Pork production in Cuba fell by almost 90% in four years

Pork production in Cuba fell by almost 90% in four years

HAVANA, Nov 21. Pork production in Cuba fell by almost 90% in four years and Spain has taken advantage of this decline to become the main exporterof the product to the Island, according to the Institute of Foreign Trade of the Iberian nation (ICEX), on its exports and investments.

The ICEX study, titled “The pork sector market in Cuba”, reveals that pork production on the Island decreased by almost 90% between 2018 and 2022, when 15,000 tons were obtained, according to that Spanish entity. .

According to official figures from the Cuban State, almost 200,000 tons of pork were produced on the Island in 2018. Four years later, the authorities announced a goal of 26,000 tons, but the state press has not published the production obtained.

The report from the Spanish Institute points out that the economic crisis that Cuba is going through affects all aspects of the country’s life and significantly affects animal husbandry.

As the report points out, the majority of companies dedicated to livestock production are in state hands. “There is also a recently created mixed company that is dedicated to this sector,” the report notes.

In September 2022, the official press reported that the Carne D’Tres MSME was the first private company in Cuba authorized by the Government to receive foreign investment.

Meat production in Cuba is also mainly in the hands of state companies and some with foreign participation, according to the document. For this reason, the main source of supply of pork is imports, which, according to the ICEX, increased from 10 million dollars in 2018 and 40 million in 2022.

The main supplier of pork to Cuba in 2022 was Spain, according to the ICEX. A report from the Spanish entity from November last year maintained that “pork meat” had been the most exported product from Spain to Cuba from January to September 2022.

According to this ICEX report, the second largest exporter of pork to Cuba is Canada, and Brazil is in third place.

Until 2021, Spain and Canada exported similar figures of pork to Cuba, but in 2022 the Iberian nation’s exports increased. That jump was due “to subheading 0203.29, relating to frozen pork,” according to the report.

But that amount of imported pork, which quadrupled in four years, does not reach the tables of most Cubans. According to the report itself, “the main factors behind the demand for pork currently are: tourism and the consolidation of the middle class.”

For Cubans, pork has become a luxury item that those who do not receive remittances from abroad cannot afford. The average salary of a worker, which is around 4,000 pesos, is not enough to purchase the meat that used to be very present in the population’s diet and whose consumption was traditional at the end of the year.
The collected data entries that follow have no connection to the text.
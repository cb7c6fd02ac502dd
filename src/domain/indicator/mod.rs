//! Indicator engine.
//!
//! This module provides the rolling statistics the entry rules read:
//! - `IndicatorParams`: window lengths and averaging choices
//! - `IndicatorSet`: per-bar derived values, each `None` until defined
//! - `IndicatorEngine`: incremental computation, one bar at a time
//! - `compute_raw_indicators` and `apply_warmup`: batch computation over a
//!   whole history
//!
//! Until the largest configured window is populated every field of the
//! reported set is `None`, so no rule can fire on a partially warmed-up
//! history. Crossovers are taken from the ungated averages, so the first
//! warm bar already carries one when both averages had a prior value.

pub mod atr;
pub mod crossover;
pub mod ema;
pub mod sma;

use std::fmt;
use std::str::FromStr;

pub use atr::AtrMode;
pub use crossover::CrossState;

use crate::domain::ohlcv::Bar;
use atr::calculate_atr;
use crossover::calculate_crossover;
use ema::{ExponentialMean, calculate_ema};
use sma::{RollingMean, calculate_sma};

#[derive(Debug, Clone, Copy, PartialEq, Eq, Default)]
pub enum MaKind {
    #[default]
    Simple,
    Exponential,
}

impl fmt::Display for MaKind {
    fn fmt(&self, f: &mut fmt::Formatter<'_>) -> fmt::Result {
        match self {
            MaKind::Simple => write!(f, "sma"),
            MaKind::Exponential => write!(f, "ema"),
        }
    }
}

impl FromStr for MaKind {
    type Err = String;

    fn from_str(s: &str) -> Result<Self, Self::Err> {
        match s.trim().to_lowercase().as_str() {
            "sma" | "simple" => Ok(MaKind::Simple),
            "ema" | "exponential" => Ok(MaKind::Exponential),
            other => Err(format!("unknown moving average kind '{other}'")),
        }
    }
}

impl FromStr for AtrMode {
    type Err = String;

    fn from_str(s: &str) -> Result<Self, Self::Err> {
        match s.trim().to_lowercase().as_str() {
            "high_low" | "simple" => Ok(AtrMode::HighLow),
            "true_range" => Ok(AtrMode::TrueRange),
            other => Err(format!("unknown atr mode '{other}'")),
        }
    }
}

#[derive(Debug, Clone, PartialEq)]
pub struct IndicatorParams {
    pub ma_kind: MaKind,
    pub short_ma_period: usize,
    pub mid_ma_period: usize,
    /// `None` disables the long trend average.
    pub long_ma_period: Option<usize>,
    pub volume_period: usize,
    pub atr_period: usize,
    pub atr_mode: AtrMode,
}

impl IndicatorParams {
    /// Number of bars before any indicator is reported.
    pub fn warmup(&self) -> usize {
        [
            self.short_ma_period,
            self.mid_ma_period,
            self.long_ma_period.unwrap_or(0),
            self.volume_period,
            self.atr_period,
        ]
        .into_iter()
        .max()
        .unwrap_or(0)
        .max(1)
    }
}

impl Default for IndicatorParams {
    fn default() -> Self {
        IndicatorParams {
            ma_kind: MaKind::Simple,
            short_ma_period: 5,
            mid_ma_period: 10,
            long_ma_period: None,
            volume_period: 20,
            atr_period: 14,
            atr_mode: AtrMode::HighLow,
        }
    }
}

#[derive(Debug, Clone, Copy, PartialEq, Default)]
pub struct IndicatorSet {
    pub volume_average: Option<f64>,
    pub volume_ratio: Option<f64>,
    pub short_ma: Option<f64>,
    pub mid_ma: Option<f64>,
    pub long_ma: Option<f64>,
    pub atr: Option<f64>,
    /// Short MA against mid MA.
    pub short_mid_cross: Option<CrossState>,
    /// Close against short MA.
    pub close_short_cross: Option<CrossState>,
}

impl IndicatorSet {
    pub fn undefined() -> Self {
        Self::default()
    }
}

/// Zero or undefined averages give an undefined ratio rather than infinity.
pub fn volume_ratio(volume: f64, average: Option<f64>) -> Option<f64> {
    match average {
        Some(avg) if avg > 0.0 => Some(volume / avg),
        _ => None,
    }
}

#[derive(Debug, Clone)]
enum MovingAverage {
    Simple(RollingMean),
    Exponential(ExponentialMean),
}

impl MovingAverage {
    fn new(kind: MaKind, period: usize) -> Self {
        match kind {
            MaKind::Simple => MovingAverage::Simple(RollingMean::new(period)),
            MaKind::Exponential => MovingAverage::Exponential(ExponentialMean::new(period)),
        }
    }

    fn push(&mut self, value: f64) -> Option<f64> {
        match self {
            MovingAverage::Simple(m) => m.push(value),
            MovingAverage::Exponential(m) => m.push(value),
        }
    }
}

/// Incremental indicator computation for a live or replayed bar stream.
///
/// Two views of the latest bar are kept: the reported set, blank until the
/// largest window is full, and the raw set, where each average is defined as
/// soon as its own window is. Crossovers always compare raw values, so a
/// cross on the first fully warmed-up bar is not lost.
#[derive(Debug, Clone)]
pub struct IndicatorEngine {
    params: IndicatorParams,
    bars_seen: usize,
    short: MovingAverage,
    mid: MovingAverage,
    long: Option<MovingAverage>,
    volume: RollingMean,
    atr: RollingMean,
    prev_close: Option<f64>,
    raw: IndicatorSet,
    current: IndicatorSet,
}

impl IndicatorEngine {
    pub fn new(params: IndicatorParams) -> Self {
        Self {
            short: MovingAverage::new(params.ma_kind, params.short_ma_period),
            mid: MovingAverage::new(params.ma_kind, params.mid_ma_period),
            long: params
                .long_ma_period
                .map(|p| MovingAverage::new(params.ma_kind, p)),
            volume: RollingMean::new(params.volume_period),
            atr: RollingMean::new(params.atr_period),
            params,
            bars_seen: 0,
            prev_close: None,
            raw: IndicatorSet::undefined(),
            current: IndicatorSet::undefined(),
        }
    }

    pub fn current(&self) -> &IndicatorSet {
        &self.current
    }

    /// The latest set without the warmup gate.
    pub fn raw(&self) -> &IndicatorSet {
        &self.raw
    }

    /// Feed the next bar and return its indicator set.
    pub fn push(&mut self, bar: &Bar) -> IndicatorSet {
        self.bars_seen += 1;

        let short = self.short.push(bar.close);
        let mid = self.mid.push(bar.close);
        let long = self.long.as_mut().and_then(|m| m.push(bar.close));
        let volume_average = self.volume.push(bar.volume);
        let atr = self
            .atr
            .push(self.params.atr_mode.bar_range(bar, self.prev_close));

        let raw = IndicatorSet {
            volume_average,
            volume_ratio: volume_ratio(bar.volume, volume_average),
            short_ma: short,
            mid_ma: mid,
            long_ma: long,
            atr,
            short_mid_cross: CrossState::from_options(
                self.raw.short_ma,
                self.raw.mid_ma,
                short,
                mid,
            ),
            close_short_cross: CrossState::from_options(
                self.prev_close,
                self.raw.short_ma,
                Some(bar.close),
                short,
            ),
        };

        self.raw = raw;
        self.current = if self.bars_seen < self.params.warmup() {
            IndicatorSet::undefined()
        } else {
            raw
        };
        self.prev_close = Some(bar.close);
        self.current
    }
}

/// Batch computation of the ungated set for every bar in `bars`.
///
/// Bar `i` here equals [`IndicatorEngine::raw`] after pushing `bars[..=i]`.
pub fn compute_raw_indicators(bars: &[Bar], params: &IndicatorParams) -> Vec<IndicatorSet> {
    let closes: Vec<Option<f64>> = bars.iter().map(|b| Some(b.close)).collect();
    let close_values: Vec<f64> = bars.iter().map(|b| b.close).collect();
    let volumes: Vec<f64> = bars.iter().map(|b| b.volume).collect();

    let ma = |period: usize| match params.ma_kind {
        MaKind::Simple => calculate_sma(&close_values, period),
        MaKind::Exponential => calculate_ema(&close_values, period),
    };

    let short = ma(params.short_ma_period);
    let mid = ma(params.mid_ma_period);
    let long = params
        .long_ma_period
        .map(ma)
        .unwrap_or_else(|| vec![None; bars.len()]);
    let volume_average = calculate_sma(&volumes, params.volume_period);
    let atr = calculate_atr(bars, params.atr_period, params.atr_mode);
    let short_mid = calculate_crossover(&short, &mid);
    let close_short = calculate_crossover(&closes, &short);

    (0..bars.len())
        .map(|i| IndicatorSet {
            volume_average: volume_average[i],
            volume_ratio: volume_ratio(volumes[i], volume_average[i]),
            short_ma: short[i],
            mid_ma: mid[i],
            long_ma: long[i],
            atr: atr[i],
            short_mid_cross: short_mid[i],
            close_short_cross: close_short[i],
        })
        .collect()
}

/// Blank every set before the largest window is populated.
pub fn apply_warmup(raw: &[IndicatorSet], params: &IndicatorParams) -> Vec<IndicatorSet> {
    let warmup = params.warmup();
    raw.iter()
        .enumerate()
        .map(|(i, set)| {
            if i + 1 < warmup {
                IndicatorSet::undefined()
            } else {
                *set
            }
        })
        .collect()
}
At the moment, in Santiago de Cuba it is sold for 500 pesos; In Holguín, the price is around 380 pesos, but it is scarce. In Havana, it already exceeds 600 pesos.

In September, a Cuban MSME began marketing imported pork at 650 Cuban pesos per pound and, as another of these businesses did in Havana, but with chicken, it sold the product in the middle of the street, directly from the refrigerated container that left the port. .

In October, it emerged that the already low goal of producing 27,000 tons of pork in 2023 would be difficult to meet. As is usual in official discourse, the state press blamed the probable non-compliance on the US embargo.

Days before, the state press had reported that the Granma Provincial Pork Company owed thousands of pesos in freely convertible currency (MLC) to pork producers. Producer Alejandro Sosa Rodríguez denounced that he had been waiting since last February for payment for the meat that he sold to the state company after signing a contract.

The entity proposed to pay the debt with the feed used to feed the pigs, but the farmer learned that the type of feed with which they proposed to pay him had been in deficit for more than a month.